4 Min Read
* Nomura awaiting regulatory sanctions for insider trading
* Clients have cut business due to scandal
* No obvious successor seen to Watanabe
* Bank due to report quarterly results Thursday
By Jochelle Mendonca
July 25 (Reuters) - Nomura Holdings Inc Chief Executive Kenichi Watanabe will resign to take responsibility for leaks of insider information to clients of the company's brokerage unit, the Nikkei newspaper reported.
A Nomura spokesman in New York declined to comment on the report, which comes a month after the investment bank halved Watanabe's pay for six months in response to the brokerage's third insider trading scandal since he took the helm four years ago.
Nomura, due to report results on Thursday, has confirmed it was the source of leaks on planned share offerings by energy firm Inpex, Mizuho Financial Group and Tokyo Electric Power in 2010.
In all three cases, employees in its institutional sales department provided the tip-offs.
A panel of attorneys brought in by Nomura to investigate the insider trading cases said it found equity sales staff would regularly pump colleagues for inside information about upcoming share offerings and then share tips with investors.
"When you look at their history, the number of scandals, this was the last straw," said Jim Sinegal, an analyst with Morningstar research house, who said he saw no clear successor.
"If I had to guess, I'd say it would be someone already at the top, the COO, maybe, or one of his top lieutenants," Sinegal added. "Though they need a broad cultural change, right now, I would bet against it being an outsider."
Nomura, Japan's largest brokerage, is awaiting possible sanctions from Japan's Financial Services Agency, but the scandal has already cost it clients.
Some asset managers have stopped trading with the firm to meet their own compliance rules, and it has lost underwriting business, including being left off the government's $6 billion sale of Japan Tobacco shares.
Shares of Nomura have almost halved in value since the first insider trading case emerged in March. That compares with a 12 percent fall in the Japanese securities subindex during the same period.
The bank is expected to report on Thursday that it roughly broke even in the latest quarter, but there is likely to be much more interest in its future prospects in the wake of the scandal.
Watanabe, 59, previously vowed to stay on and fix the problems, but support for him has cooled among Japanese regulators and shareholders.
There have been murmurings among some Japanese regulatory officials that Watanabe should step down. The regulators have no formal power to push for management changes, but have done so in the past.
Watanabe was reelected with an unusually low 63.6 percent of the vote at Nomura's annual meeting last month, down from 92 percent a year ago, after a proxy advisory firm called for him and board Chairman Nobuyuki Koga to be ousted because of the scandal.
The chastened CEO bowed in apology to shareholders at the meeting and said: "We have caused worry and trouble, and for that I would like to humbly apologise."

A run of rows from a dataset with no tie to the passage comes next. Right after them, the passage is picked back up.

//! Sweeper — `CleanupExpiredJobs` (§4.5), run periodically from a background
//! worker. Grounded on `kernel/scheduled_tasks.rs`'s periodic-task shape in
//! this workspace, simplified to a plain `tokio::time::interval` loop since
//! the spec calls for no calendar scheduling, just a fixed poll interval.

use std::sync::Arc;
use std::time::Duration;

use tracing::{error, info, warn};

use crate::domains::jobs::{Job, JobService};

/// Selects Jobs with `status = active AND expires-at < now`, deprovisions
/// each, and returns the job-ids successfully cleaned. A failure on one Job
/// is logged and does not abort the sweep (§4.5).
pub async fn sweep_expired_jobs(
    db: &sqlx::PgPool,
    job_service: &JobService,
) -> Result<Vec<String>, sqlx::Error> {
    let expired = Job::find_active_expired(db).await?;
    let mut cleaned = Vec::with_capacity(expired.len());
    for job in &expired {
        match job_service.deprovision(job).await {
            Ok(()) => {
                info!(job_id = %job.job_id, "sweeper reclaimed expired job");
                cleaned.push(job.job_id.clone());
            }
            Err(error) => {
                error!(job_id = %job.job_id, %error, "sweeper failed to deprovision expired job");
            }
        }
    }
    Ok(cleaned)
}

/// Spawns the per-replica sweeper loop (§5 "one background sweeper per
/// replica"), ticking every `interval` and running [`sweep_expired_jobs`].
/// Returns the task handle so callers can await or abort it at shutdown.
pub fn spawn_sweeper(
    db: sqlx::PgPool,
    job_service: Arc<JobService>,
    interval: Duration,
) -> tokio::task::JoinHandle<()> {
    tokio::spawn(async move {
        let mut ticker = tokio::time::interval(interval);
        loop {
            ticker.tick().await;
            match sweep_expired_jobs(&db, &job_service).await {
                Ok(cleaned) if !cleaned.is_empty() => {
                    info!(count = cleaned.len(), "sweeper cycle reclaimed expired jobs");
                }
                Ok(_) => {}
                Err(error) => warn!(%error, "sweeper cycle failed to query expired jobs"),
            }
        }
    })
}

#[cfg(test)]
mod tests {
    use super::*;

    #[test]
    fn compiles() {
        // End-to-end coverage lives in `tests/sweeper_test.rs`, which runs
        // this against a real `PgPool` via `testcontainers`; this module has
        // no pure logic of its own beyond the query + fan-out above.
        let _ = sweep_expired_jobs;
        let _ = spawn_sweeper;
    }
}
pub mod entity_ids;
pub mod id;

pub use entity_ids::*;
pub use id::{Id, V4, V7};
use crate::common::entity_ids::{ComputeNodeId, SwitchPortId};
use crate::config::Config;
use crate::kernel::nca::{
    ContractAction, ContractDirection, ContractRule, NetworkControllerAdapter, PortAttachment,
    PortSelectorSpec,
};

use super::contract_ids::job_security_group_id;
use super::error::JobError;
use super::models::{
    Allocation, ComputeNode, Job, JobComputeNode, JobStatus, PortMapping, PortSelector,
    SecurityGroup, SwitchPort,
};
use super::shared_group_cache::SharedGroupCache;

/// Sub-deadline for interface programming (§4.2.1), bounded separately from
/// the overall provisioning timeout (§5 "Timeouts").
const INTERFACE_PHASE_TIMEOUT: Duration = Duration::from_secs(3 * 60);
/// Sub-deadline for security-group/contract operations (§4.2.2, §4.2.4).
const SECURITY_PHASE_TIMEOUT: Duration = Duration::from_secs(30);

/// `{switch-port-id, serial, interface-name}`, the internal port-info tuple
/// of §4.1.2.e(ii).
#[derive(Debug, Clone)]
struct PortInfo {
    switch_port_id: SwitchPortId,
    serial: String,
    interface_name: String,
}

/// Provisions and deprovisions Jobs against the Relational Store and the
/// Network Controller Adapter.
pub struct JobService {
    db: PgPool,
    nca: Arc<dyn NetworkControllerAdapter>,
    shared_group_cache: Arc<SharedGroupCache>,
    config: Arc<Config>,
}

A departure by Watanabe would pose fresh issues for the bank given the lack of an obvious successor.
Watanabe joined Nomura in 1975 and took over as CEO four years ago, carving out a reputation for making key decisions on his own.
Chief Operating Officer Takumi Shibata, who helped orchestrate the acquisition of assets from the bankrupt Lehman Brothers during the financial crisis, is not viewed as a strong CEO candidate due to his lack of experience managing the mainstay retail operations.
The purchase of Lehman assets in Asia and Europe - the latter for just $2 - marked Nomura's emergence as a world player in investment banking.
Nomura was the first Japanese securities company to establish an overseas office 81 years ago. Before acquiring Lehman, it had expanded to 30 countries but still generated more than 90 percent of its revenues in Japan.